The last one makes me smile the most. While Barbara is not going to live in Pittsburgh with a friend, she is going to live in a city with her husband (which is what she wanted to do. Live in a city, I mean. Maybe not necessarily with a husband.) It also makes me wonder if her husband will play hide and go seek with her in the house too, as she once said she would like to do.
Brit is currently in the states studying at a university for a degree that will let her teach in a public school, or perhaps a private school.
I have finished my degree at Payap University and done a stint of real mountain village teaching.
The odd thing is that at the time when we wrote down our dreams, the idea of studying for my bachelor’s at Payap was barely on my radar. I had scarcely thought of it, given my conservative background. But it seemed like the next practical step and somehow when I voiced those words and they were recorded, it gave possibility to my dream, and then possibility became reality. I know that not all dreams come true (I still have dreams that haven’t) and often dreams come true in slightly different ways than we imagined. But I also think that perhaps by speaking our dreams, we give them shape and life.
What made me think of the topic of dreams again and our conversation under a thatched roof, was when I headed into the mountains last Saturday to teach 3 hours in a remote Karen village. A university had adopted the sub-district and was implementing different programs in the area to help the villagers make a living. They asked Boripat High School (the new school I work at) for a teacher to go in one afternoon alongside their team to help teach basic English vocabulary. I was selected for the job. It turned out that my students averaged about 50 years and over. It was one of the best teaching experiences I had ever had. Even though their ability didn’t rate very high (some of them could not read or write in Thai either), they were very sweet and fun to work with.
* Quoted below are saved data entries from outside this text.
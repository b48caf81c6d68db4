//! HTTP surface over the aggregator. Thin by design: every handler is a
//! direct delegation to `EventAggregator`, and callers always get a list
//! (possibly empty) or a metrics object (possibly all-zero) — degraded
//! states render without exception special-casing.

use std::sync::Arc;

use axum::{
    extract::{Query, State},
    http::StatusCode,
    routing::{get, post},
    Json, Router,
};
use tower_http::cors::CorsLayer;

use crate::aggregator::{EventAggregator, FeedSnapshot};
use crate::dashboard::DashboardMetrics;
use crate::event::{Event, Severity};
use crate::retry::SourceStatus;

#[derive(Clone)]
pub struct AppState {
    pub aggregator: Arc<EventAggregator>,
}

pub fn create_router(state: AppState) -> Router {
    Router::new()
        .route("/health", get(|| async { "ok" }))
        .route("/events", get(events))
        .route("/events/critical", get(critical_events))
        .route("/events/by-location", get(events_by_location))
        .route("/events/by-severity", get(events_by_severity))
        .route("/dashboard", get(dashboard_metrics))
        .route("/sources", get(sources))
        .route("/admin/clear-cache", post(clear_cache))
        .layer(CorsLayer::very_permissive())
        .with_state(state)
}

#[derive(serde::Deserialize, Default)]
struct EventsQuery {
    #[serde(default)]
    refresh: bool,
}

#[derive(serde::Serialize)]
struct FeedResponse {
    stale: bool,
    fetched_at: u64,
    count: usize,
    events: Vec<Event>,
}

impl From<FeedSnapshot> for FeedResponse {
    fn from(snap: FeedSnapshot) -> Self {
        Self {
            stale: snap.stale,
            fetched_at: snap.fetched_at,
            count: snap.events.len(),
            events: snap.events,
        }
    }
}

async fn events(
    State(state): State<AppState>,
    Query(q): Query<EventsQuery>,
) -> Json<FeedResponse> {
    let snap = state.aggregator.get_all_events(q.refresh).await;
    Json(snap.into())
}

async fn critical_events(State(state): State<AppState>) -> Json<FeedResponse> {
    let snap = state.aggregator.get_critical_events().await;
    Json(snap.into())
}

#[derive(serde::Deserialize)]
struct LocationQuery {
    q: String,
}

async fn events_by_location(
    State(state): State<AppState>,
    Query(query): Query<LocationQuery>,
) -> Json<Vec<Event>> {
    Json(state.aggregator.get_events_by_location(&query.q).await)
}

#[derive(serde::Deserialize)]
struct SeverityQuery {
    tier: String,
}

async fn events_by_severity(
    State(state): State<AppState>,
    Query(query): Query<SeverityQuery>,
) -> Result<Json<Vec<Event>>, (StatusCode, String)> {
    let tier: Severity = query
        .tier
        .parse()
        .map_err(|e: String| (StatusCode::BAD_REQUEST, e))?;
    Ok(Json(state.aggregator.get_events_by_severity(tier).await))
}

async fn dashboard_metrics(State(state): State<AppState>) -> Json<DashboardMetrics> {
    Json(state.aggregator.get_dashboard_metrics().await)
}

async fn sources(State(state): State<AppState>) -> Json<Vec<SourceStatus>> {
    Json(state.aggregator.source_status())
}

async fn clear_cache(State(state): State<AppState>) -> &'static str {
    state.aggregator.clear_cache().await;
    "cache cleared"
}
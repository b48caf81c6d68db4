// src/ingest/providers/social.rs
//! Adapter for the scraped social-media feed (JSON array of posts). Social
//! reports are the least trusted input: no fatality figures are taken at
//! face value beyond what the post states, nothing is verified, and the
//! post text itself drives downstream category matching.

use anyhow::{Context, Result};
use async_trait::async_trait;
use metrics::{counter, histogram};
use serde::Deserialize;

use crate::event::SourceKind;
use crate::ingest::normalize_text;
use crate::ingest::types::{RawRecord, SourceAdapter};

#[derive(Debug, Deserialize)]
struct Post {
    id: Option<String>,
    text: Option<String>,
    posted_at: Option<String>,
    #[serde(default)]
    geo: Option<Geo>,
    place_name: Option<String>,
    #[serde(default)]
    hashtags: Vec<String>,
    #[serde(default)]
    reported_fatalities: Option<i64>,
}

#[derive(Debug, Deserialize)]
struct Geo {
    lat: f64,
    lon: f64,
}

pub struct SocialFeedProvider {
    mode: Mode,
}

enum Mode {
    Fixture(String),
    Http { url: String, client: reqwest::Client },
}

impl SocialFeedProvider {
    pub fn from_fixture(s: &str) -> Self {
        Self {
            mode: Mode::Fixture(s.to_string()),
        }
    }

    pub fn from_url(url: impl Into<String>) -> Self {
        Self {
            mode: Mode::Http {
                url: url.into(),
                client: reqwest::Client::new(),
            },
        }
    }

    fn parse_body(s: &str) -> Result<Vec<RawRecord>> {
        let t0 = std::time::Instant::now();
        let posts: Vec<Post> = serde_json::from_str(s).context("parsing social feed json")?;

        let mut out = Vec::with_capacity(posts.len());
        for post in posts {
            let text = normalize_text(post.text.as_deref().unwrap_or_default());
            if text.is_empty() {
                continue;
            }

            let (latitude, longitude) = post
                .geo
                .map_or((None, None), |g| (Some(g.lat), Some(g.lon)));

            let tags = post
                .hashtags
                .into_iter()
                .map(|h| h.trim_start_matches('#').to_ascii_lowercase())
                .filter(|h| !h.is_empty())
                .collect();

            out.push(RawRecord {
                id: post.id,
                place: post.place_name,
                country: None,
                region: None,
                latitude,
                longitude,
                event_time: post.posted_at,
                category: Some(text),
                source_hint: Some("social".to_string()),
                fatalities: post.reported_fatalities,
                actors: Vec::new(),
                verified: None,
                tags,
            });
        }

        histogram!("aggregate_parse_ms").record(t0.elapsed().as_secs_f64() * 1_000.0);
        Ok(out)
    }
}

#[async_trait]
impl SourceAdapter for SocialFeedProvider {
    async fn fetch_recent(&self) -> Result<Vec<RawRecord>> {
        match &self.mode {
            Mode::Fixture(s) => Self::parse_body(s),
            Mode::Http { url, client } => {
                let body = match client.get(url).send().await {
                    Ok(resp) => resp.text().await.context("social feed .text()")?,
                    Err(e) => {
                        counter!("aggregate_source_errors_total").increment(1);
                        return Err(e).context("social feed get()");
                    }
                };
                Self::parse_body(&body)
            }
        }
    }

    fn name(&self) -> &'static str {
        "osint-social"
    }

    fn kind(&self) -> SourceKind {
        SourceKind::Social
    }
}
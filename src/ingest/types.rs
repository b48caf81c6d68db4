// src/ingest/types.rs
use anyhow::Result;

use crate::event::SourceKind;

/// Provider-shaped record after the adapter's own parsing but before
/// normalization. Everything is optional on purpose: the normalizer decides
/// what self-heals to a default and what gets rejected. No untyped shape
/// crosses this boundary.
#[derive(Debug, Clone, Default, serde::Serialize, serde::Deserialize, PartialEq)]
pub struct RawRecord {
    pub id: Option<String>,
    /// Specific place name, e.g. "Kharkiv".
    pub place: Option<String>,
    pub country: Option<String>,
    pub region: Option<String>,
    pub latitude: Option<f64>,
    pub longitude: Option<f64>,
    /// Provider-native timestamp string (unix seconds/millis, RFC 3339,
    /// RFC 2822, or a naive date with or without time-of-day).
    pub event_time: Option<String>,
    /// Provider-native category or free text to keyword-match against.
    pub category: Option<String>,
    /// Explicit provenance hint, e.g. "news" or "structured-api".
    pub source_hint: Option<String>,
    pub fatalities: Option<i64>,
    pub actors: Vec<String>,
    pub verified: Option<bool>,
    pub tags: Vec<String>,
}

/// One upstream provider. Adapters own all schema knowledge for their
/// provider and emit `RawRecord` only; failures bubble as `Err` and are
/// absorbed by the retry executor.
#[async_trait::async_trait]
pub trait SourceAdapter: Send + Sync {
    async fn fetch_recent(&self) -> Result<Vec<RawRecord>>;
    fn name(&self) -> &'static str;
    fn kind(&self) -> SourceKind;
}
Another high school located fairly deep in the mountains of Kong Koi is short on teachers and asked Boripat for help. In the end it was decided to send 2 of the foreign teachers once a month. Still another school also asked for teachers to help at an English camp.
These requests made me think of what Barbara, Brit and I had written down that day long ago under a thatched roof. Going from village to village, teaching.
While I do wish I were located deeper in the mountains, I also realize that I am positioned in a very strategic place. From where I am right now, there are hundreds of villages in the 100 mile radius around me. Even though I miss my little school in Saohin nestled among the rolling mountains on the edge of Burma, I feel like right now I am where I should be with opportunities to meet many new villages ahead. Maybe I will be able to go teach from village to village someday.
Kru Paeng no longer shrieks as she showers in the evening. That means hot season is here. The dust and smoke have arrived as well. Mae Hong Son province issued a no burning order for the first week of March, but it doesn’t seem to have made any difference. The resulting smog makes for a surreal world, with smoke hanging low over the mountains at all times of the day.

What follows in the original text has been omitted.